Knowing the history of each camp including the soil type, soil fertility status and weed problems will determine which crops can be planted in rotation. This makes it easier for a farmer to know which camps will be planted to which crop each year. So if your crop rotation system is in place, one would already know at the end of the current season how many hectares of each crop will be planted the following year and that helps with the timely ordering of seed. This is especially true for canola. The seed companies who supply the canola seed have to place their orders at the end of the current season, because the seed has to be produced in Australia and then be shipped here in time for the next planting season. So not knowing beforehand how many hectares of canola, therefore how many kilograms of the variety, you need and placing your order early could result in not getting the best cultivar for your farm.
Deciding which canola cultivar to plant would depend on the on-farm situation and what the farmer wants to achieve. The first step in deciding on your canola seed needs, is to know the weed status of the camp. There are three types of canola, Conventional, Clearfield (CL) and Triazine tolerant (TT), each differing in their use. The difference between the types is based on their ability to handle certain herbicides. In a camp planted to a conventional cultivar, only ACCase inhibitors (Fops and Dims) grass weed herbicides can be applied. In a CL cultivar grass weed, (Fops and Dims) and Cysure (broadleaf and grass herbicide) may be used. In the TT group of cultivars a farmer may use grassweed herbicides (Fops and Dims) and Simazine or Atrazine (broadleaf and grass herbicides). The CL and TT cultivars were bred to be tolerant to specific herbicides and applying any other could kill the crop. Two broadleaf herbicides that can be used in all canola types are Lontril and Lomex.

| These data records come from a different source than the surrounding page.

//! GPU driver interface for host-memory registration

use std::fmt;

use bitflags::bitflags;

use crate::error::Result;

/// Host virtual address
pub type HostAddress = usize;

/// Address meaningful in the device's address space
#[derive(Debug, Clone, Copy, PartialEq, Eq, Hash, PartialOrd, Ord)]
pub struct DeviceAddress(pub u64);

impl DeviceAddress {
    /// Address `offset` bytes past this one
    pub fn offset(self, offset: u64) -> Self {
        DeviceAddress(self.0 + offset)
    }

    /// Raw numeric value
    pub fn as_u64(self) -> u64 {
        self.0
    }
}

impl fmt::Display for DeviceAddress {
    fn fmt(&self, f: &mut fmt::Formatter<'_>) -> fmt::Result {
        write!(f, "{:#x}", self.0)
    }
}

bitflags! {
    /// Flags passed to [`GpuDriver::register_host_memory`]
    ///
    /// Values follow the CUDA runtime's `cudaHostRegister*` constants.
    #[derive(Debug, Clone, Copy, PartialEq, Eq, Hash, Default)]
    pub struct RegisterFlags: u32 {
        const PORTABLE = 0x01;
        const MAPPED = 0x02;
        const IO_MEMORY = 0x04;
        const READ_ONLY = 0x08;
    }
}

/// Driver calls consumed by explicit registration
///
/// Implemented by the embedding application over its GPU runtime.
pub trait GpuDriver: Send + Sync + fmt::Debug {
    /// Page-lock `size` bytes at `address` and make them device-visible
    fn register_host_memory(
        &self,
        address: HostAddress,
        size: usize,
        flags: RegisterFlags,
    ) -> Result<()>;

    /// Device pointer for a registered host address
    fn device_pointer(&self, address: HostAddress) -> Result<DeviceAddress>;

    /// Undo a previous registration
    fn unregister_host_memory(&self, address: HostAddress) -> Result<()>;
}

#[cfg(test)]
mod tests {
    use super::*;

    #[test]
    fn test_flags() {
        let flags = RegisterFlags::MAPPED | RegisterFlags::READ_ONLY;
        assert_eq!(flags.bits(), 0x0a);
        assert!(flags.contains(RegisterFlags::MAPPED));
        assert!(!flags.contains(RegisterFlags::PORTABLE));
        assert_eq!(RegisterFlags::default().bits(), 0);
        assert_eq!(
            RegisterFlags::from_bits(0x0a),
            Some(RegisterFlags::MAPPED | RegisterFlags::READ_ONLY)
        );
        assert_eq!(RegisterFlags::from_bits(0x10), None);
    }

    #[test]
    fn test_device_address_offset() {
        let base = DeviceAddress(0x7f00_0000);
        assert_eq!(base.offset(0x40), DeviceAddress(0x7f00_0040));
        assert_eq!(format!("{}", base), "0x7f000000");
    }
}
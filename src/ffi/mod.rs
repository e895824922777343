//! C Foreign Function Interface (FFI) for inference-server integration
//!
//! Exposes the backend/instance lifecycle to a C or C++ host framework,
//! organized into logical submodules.

pub mod lifecycle;
pub mod types;
pub mod utils;

// Re-export commonly used types and functions
pub use types::{
    SpatialBackendHandle, SpatialErrorCode, SpatialGpuDriver, SpatialInstanceConfig,
    SpatialInstanceHandle, SpatialRequest, SpatialResult, SpatialVersion, SPATIAL_PATH_LIDAR,
    SPATIAL_PATH_STYLUS,
};

pub use utils::{CallbackDriver, HANDLE_REGISTRY};

// Lifecycle API
pub use lifecycle::{
    spatial_backend_create, spatial_backend_destroy, spatial_init_logging,
    spatial_instance_execute, spatial_instance_finalize, spatial_instance_initialize,
    spatial_version, spatial_version_string,
};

If you do not have any issues with weeds on a camp, the farmer can choose to plant a conventional or CL cultivar (manage the CL cultivar as if it was a conventional) because they are higher yielding than the TT cultivars. If the camp will be a pasture camp the year following the canola and is under-sown with lucerne or medic pastures and have problems with broadleaf weeds, a farmer may choose the CL type.

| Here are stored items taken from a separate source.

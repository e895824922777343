//! Per-call request and result types

use crate::{
    error::ErrorKind,
    pinning::DeviceAddress,
    stylus::{DeviceDestination, PackedSamples, RawStylusSample},
};

/// Which pipeline a request goes through
#[derive(Debug, Clone, Copy)]
pub enum RequestPath<'a> {
    /// Next frame from the instance's LiDAR ring
    Lidar,
    /// Raw stylus tensor attached to the request
    Stylus(&'a [RawStylusSample]),
    /// Raw stylus tensor still in its packed wire form
    PackedStylus(PackedSamples<'a>),
}

/// One request of a batch, owned by the host framework for the call
#[derive(Debug)]
pub struct ExecutionRequest<'a> {
    pub path: RequestPath<'a>,
    pub destination: DeviceDestination<'a>,
}

impl<'a> ExecutionRequest<'a> {
    /// LiDAR request writing its frame descriptor into `destination`
    pub fn lidar(destination: DeviceDestination<'a>) -> Self {
        Self {
            path: RequestPath::Lidar,
            destination,
        }
    }

    /// Stylus request normalizing `samples` into `destination`
    pub fn stylus(samples: &'a [RawStylusSample], destination: DeviceDestination<'a>) -> Self {
        Self {
            path: RequestPath::Stylus(samples),
            destination,
        }
    }

    /// Stylus request decoding `packed` as it writes into `destination`
    pub fn stylus_packed(packed: PackedSamples<'a>, destination: DeviceDestination<'a>) -> Self {
        Self {
            path: RequestPath::PackedStylus(packed),
            destination,
        }
    }
}

/// Frame handed to the device, written to a LiDAR request's destination
///
/// Points into the pinned ring; the frame itself is never copied.
#[repr(C)]
#[derive(Debug, Clone, Copy, PartialEq, Eq)]
pub struct DeviceFrame {
    /// Device-visible address of the first frame byte
    pub device_address: u64,
    /// Frame length in bytes
    pub length: u64,
    /// Producer cursor the frame was written at
    pub epoch: u64,
}

impl DeviceFrame {
    /// Bytes occupied in the destination
    pub const SIZE: usize = std::mem::size_of::<DeviceFrame>();

    /// Typed device address
    pub fn address(&self) -> DeviceAddress {
        DeviceAddress(self.device_address)
    }
}

/// What happened to one request
#[derive(Debug, Clone, Copy, PartialEq)]
pub enum Outcome {
    /// LiDAR frame handed off
    Frame(DeviceFrame),
    /// Stylus samples written
    Normalized { count: usize },
    /// Request failed; the rest of the batch was unaffected
    Failed(ErrorKind),
}

/// Result of one request, keyed by its position in the batch
#[derive(Debug, Clone, Copy, PartialEq)]
pub struct ExecutionResult {
    pub index: usize,
    pub outcome: Outcome,
}

impl ExecutionResult {
    /// Whether the request succeeded
    pub fn is_success(&self) -> bool {
        !matches!(self.outcome, Outcome::Failed(_))
    }

    /// Error kind of a failed request
    pub fn error_kind(&self) -> Option<ErrorKind> {
        match self.outcome {
            Outcome::Failed(kind) => Some(kind),
            _ => None,
        }
    }
}

/// Aggregate outcome of one batch
#[derive(Debug, Clone, Default, PartialEq)]
pub struct BatchResult {
    results: Vec<ExecutionResult>,
}

impl BatchResult {
    pub(crate) fn with_capacity(capacity: usize) -> Self {
        Self {
            results: Vec::with_capacity(capacity),
        }
    }

    pub(crate) fn push(&mut self, result: ExecutionResult) {
        self.results.push(result);
    }

    /// Result for request `index`
    pub fn get(&self, index: usize) -> Option<&ExecutionResult> {
        self.results.get(index)
    }

    /// All results in request order
    pub fn results(&self) -> &[ExecutionResult] {
        &self.results
    }

    /// Number of results
    pub fn len(&self) -> usize {
        self.results.len()
    }

    /// Whether the batch was empty
    pub fn is_empty(&self) -> bool {
        self.results.is_empty()
    }

    /// Number of successful requests
    pub fn succeeded(&self) -> usize {
        self.results.iter().filter(|r| r.is_success()).count()
    }

    /// Number of failed requests
    pub fn failed(&self) -> usize {
        self.len() - self.succeeded()
    }

    /// Iterate over results
    pub fn iter(&self) -> std::slice::Iter<'_, ExecutionResult> {
        self.results.iter()
    }
}

impl<'a> IntoIterator for &'a BatchResult {
    type Item = &'a ExecutionResult;
    type IntoIter = std::slice::Iter<'a, ExecutionResult>;

    fn into_iter(self) -> Self::IntoIter {
        self.results.iter()
    }
}

#[cfg(test)]
mod tests {
    use super::*;

    #[test]
    fn test_batch_counts() {
        let mut batch = BatchResult::with_capacity(2);
        batch.push(ExecutionResult {
            index: 0,
            outcome: Outcome::Normalized { count: 3 },
        });
        batch.push(ExecutionResult {
            index: 1,
            outcome: Outcome::Failed(ErrorKind::Empty),
        });

        assert_eq!(batch.len(), 2);
        assert_eq!(batch.succeeded(), 1);
        assert_eq!(batch.failed(), 1);
        assert_eq!(batch.get(1).unwrap().error_kind(), Some(ErrorKind::Empty));
        assert_eq!(batch.get(0).unwrap().error_kind(), None);
    }

    #[test]
    fn test_device_frame_layout() {
        assert_eq!(DeviceFrame::SIZE, 24);
    }
}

When there are serious weed challenges on a camp, the best option is a TT cultivar to help the farmer manage the weed problem more effectively. Just note that due to its genetic make-up, the TT cultivars inherently produces less (10% - 30%) than the conventional or CL cultivars.

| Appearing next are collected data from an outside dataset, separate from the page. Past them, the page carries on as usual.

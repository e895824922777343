use clap::{App, Arg, ArgMatches, SubCommand};
use spatial_ingest::{
    config::{DEFAULT_FRAME_STRIDE, DEFAULT_SEGMENT_NAME, DEFAULT_SEGMENT_SIZE},
    error::IngestError,
    ring::HEADER_SIZE,
    Backend, DeviceDestination, ExecutionRequest, InstanceConfig, ModelLifecycle,
    NormalizedSample, Outcome, RawStylusSample, RegistrationMode, Result, RingBufferConfig,
    RingBufferHandle, SegmentBacking, SegmentWriter,
};
use std::{str::FromStr, time::Instant};

fn main() -> Result<()> {
    env_logger::init();

    let segment_args = || {
        vec![
            Arg::with_name("name")
                .short("n")
                .long("name")
                .value_name("NAME")
                .help("Shared memory segment name")
                .default_value(DEFAULT_SEGMENT_NAME)
                .takes_value(true),
            Arg::with_name("file")
                .short("f")
                .long("file")
                .value_name("FILE")
                .help("Use a file-backed segment at this path")
                .takes_value(true),
            Arg::with_name("size")
                .short("s")
                .long("size")
                .value_name("SIZE")
                .help("Segment size in bytes, header included")
                .takes_value(true),
        ]
    };

    let matches = App::new("spatial-cli")
        .version(env!("CARGO_PKG_VERSION"))
        .about("Spatial ingest ring and stylus tooling")
        .subcommand(
            SubCommand::with_name("inspect")
                .about("Print the header of a ring segment")
                .args(&segment_args()),
        )
        .subcommand(
            SubCommand::with_name("simulate")
                .about("Run a simulated producer against a passthrough instance")
                .args(&segment_args())
                .arg(
                    Arg::with_name("stride")
                        .long("stride")
                        .value_name("BYTES")
                        .help("Frame stride")
                        .takes_value(true),
                )
                .arg(
                    Arg::with_name("frames")
                        .short("c")
                        .long("frames")
                        .value_name("COUNT")
                        .help("Number of frames to publish")
                        .default_value("1000")
                        .takes_value(true),
                )
                .arg(
                    Arg::with_name("keep")
                        .long("keep")
                        .help("Leave the shared memory segment in place for inspect"),
                ),
        )
        .subcommand(
            SubCommand::with_name("normalize")
                .about("Normalize one raw stylus sample")
                .arg(Arg::with_name("x").long("x").takes_value(true).default_value("0"))
                .arg(Arg::with_name("y").long("y").takes_value(true).default_value("0"))
                .arg(
                    Arg::with_name("pressure")
                        .short("p")
                        .long("pressure")
                        .takes_value(true)
                        .required(true),
                )
                .arg(
                    Arg::with_name("angle")
                        .short("a")
                        .long("angle")
                        .help("Tilt angle in degrees")
                        .takes_value(true)
                        .default_value("0"),
                )
                .arg(
                    Arg::with_name("magnitude")
                        .short("m")
                        .long("magnitude")
                        .help("Tilt magnitude, 0-255")
                        .takes_value(true)
                        .default_value("0"),
                ),
        )
        .subcommand(SubCommand::with_name("info").about("Show version and build information"))
        .get_matches();

    match matches.subcommand() {
        ("inspect", Some(inspect_matches)) => inspect(inspect_matches),
        ("simulate", Some(simulate_matches)) => simulate(simulate_matches),
        ("normalize", Some(normalize_matches)) => normalize(normalize_matches),
        ("info", Some(_)) => show_info(),
        _ => {
            println!("Use --help for usage information");
            Ok(())
        }
    }
}

fn parse_arg<T: FromStr>(matches: &ArgMatches, name: &str) -> Result<Option<T>> {
    match matches.value_of(name) {
        Some(value) => value
            .parse()
            .map(Some)
            .map_err(|_| IngestError::invalid_parameter(name, format!("Invalid value '{}'", value))),
        None => Ok(None),
    }
}

fn required_arg<T: FromStr>(matches: &ArgMatches, name: &str) -> Result<T> {
    parse_arg(matches, name)?
        .ok_or_else(|| IngestError::invalid_parameter(name, "Missing value"))
}

fn segment_config(matches: &ArgMatches) -> Result<RingBufferConfig> {
    let name = matches.value_of("name").unwrap_or(DEFAULT_SEGMENT_NAME);
    let size = parse_arg(matches, "size")?.unwrap_or(DEFAULT_SEGMENT_SIZE);
    let config = RingBufferConfig::new(name, size);
    Ok(match matches.value_of("file") {
        Some(path) => config.with_file_path(path),
        None => config.with_backing(SegmentBacking::PosixShm),
    })
}

fn inspect(matches: &ArgMatches) -> Result<()> {
    let config = segment_config(matches)?;
    let handle = RingBufferHandle::open_mapped(config)?;
    let geometry = handle.geometry()?;

    println!("Segment: {}", handle.name());
    println!("  Backing: {}", handle.config().backing.name());
    println!("  Mapped: {} bytes", handle.mapped_len());
    println!("  Capacity: {} bytes", geometry.capacity);
    println!("  Frame stride: {} bytes", geometry.frame_stride);
    println!("  Frames per lap: {}", geometry.frames_per_lap());
    println!("  Write cursor: {}", handle.write_cursor()?);
    Ok(())
}

fn simulate(matches: &ArgMatches) -> Result<()> {
    let config = segment_config(matches)?;
    let stride: u32 = parse_arg(matches, "stride")?.unwrap_or(DEFAULT_FRAME_STRIDE);
    let frames: usize = required_arg(matches, "frames")?;
    if stride == 0 {
        return Err(IngestError::invalid_parameter("stride", "Frame stride must be greater than 0"));
    }

    let payload = config.size.saturating_sub(HEADER_SIZE) as u64;
    let capacity = payload - payload % stride as u64;
    let mut writer = SegmentWriter::create(config.clone(), capacity, stride)?;
    if matches.is_present("keep") {
        writer = writer.persist();
    }

    let backend = Backend::passthrough();
    let instance_config =
        InstanceConfig::new("simulate", config).with_registration(RegistrationMode::Passthrough);
    let mut instance = backend.initialize(instance_config)?;

    println!("Simulating {} frames of {} bytes...", frames, stride);

    let frame = vec![0xA5u8; stride as usize];
    let mut descriptor = [0u8; 24];
    let mut latencies = Vec::with_capacity(frames);

    for _ in 0..frames {
        writer.write_frame(&frame)?;

        let start = Instant::now();
        let mut requests = [ExecutionRequest::lidar(DeviceDestination::from_slice(
            &mut descriptor,
        ))];
        let result = backend.execute(&mut instance, &mut requests);
        latencies.push(start.elapsed().as_secs_f64() * 1e6);

        if let Some(Outcome::Failed(kind)) = result.get(0).map(|r| r.outcome) {
            println!("  request failed: {}", kind.name());
        }
    }

    let stats = instance.stats().clone();
    backend.finalize(instance)?;
    let pins = backend.registry().stats();

    latencies.sort_by(|a, b| a.total_cmp(b));
    let avg = latencies.iter().sum::<f64>() / latencies.len().max(1) as f64;
    let p99 = latencies
        .get((latencies.len() * 99 / 100).min(latencies.len().saturating_sub(1)))
        .copied()
        .unwrap_or(0.0);

    println!("\nResults:");
    println!("  Frames delivered: {}", stats.frames_delivered);
    println!("  Data loss events: {}", stats.data_loss_events);
    println!("  Frames dropped: {}", stats.frames_dropped);
    println!("  Average latency: {:.2}μs", avg);
    println!("  P99 latency: {:.2}μs", p99);
    println!("  Success rate: {:.2}%", stats.success_rate() * 100.0);
    println!("  Pin registrations: {}", pins.registrations);
    println!("  Pins still active: {}", pins.active_registrations());
    println!("  Pin cache hit rate: {:.2}%", pins.hit_rate() * 100.0);
    Ok(())
}

fn normalize(matches: &ArgMatches) -> Result<()> {
    let raw = RawStylusSample::new(
        required_arg(matches, "x")?,
        required_arg(matches, "y")?,
        required_arg(matches, "pressure")?,
        required_arg(matches, "angle")?,
        required_arg(matches, "magnitude")?,
    );
    let (x, y, vx, vy, pressure) = NormalizedSample::from_raw(&raw).as_tuple();

    println!("x: {}", x);
    println!("y: {}", y);
    println!("vx: {:.6}", vx);
    println!("vy: {:.6}", vy);
    println!("pressure: {:.6}", pressure);
    Ok(())
}

fn show_info() -> Result<()> {
    println!("Spatial Ingest v{}", spatial_ingest::VERSION);
    println!("Zero-copy LiDAR ring and stylus ingestion for GPU inference");
    println!();
    println!("Defaults:");
    println!("  Segment: {}", DEFAULT_SEGMENT_NAME);
    println!("  Segment size: {} bytes", DEFAULT_SEGMENT_SIZE);
    println!("  Header size: {} bytes", HEADER_SIZE);
    println!("  Frame stride: {} bytes", DEFAULT_FRAME_STRIDE);
    println!();
    println!("Platform:");
    println!("  OS: {}", std::env::consts::OS);
    println!("  Architecture: {}", std::env::consts::ARCH);
    Ok(())
}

Once the farmer has decided on the type of canola needed, the next step is to decide on the growth duration of the type. There are short, medium and long season cultivars to choose from. The season is determined by the rainfall distribution in the growing season. If your rain ends early and the area where the canola is produced is a drier area, a short season cultivar will be the best option. The longer the season stays cool and has moisture a longer growth type might be a better option. The final step in choosing the best option for your farm is the specific cultivar and that will determine from which company you order your seed.
Choosing the best cultivar is quite easy, since cultivar trials are planted throughout the canola producing areas and the results from these trials will indicate which cultivar performs best in your area over time. The results of these trials, done by the Western Cape Department of Agriculture and funded by the PRF, are readily available at the end of each production season. This makes it possible to order your seed early enough to ensure that you get what you really want, instead of settling for what is available.
Article submitted by Dr Johann Strauss and Mr Piet Lombard,
Directorate Plant Sciences, Western Cape Department of Agriculture.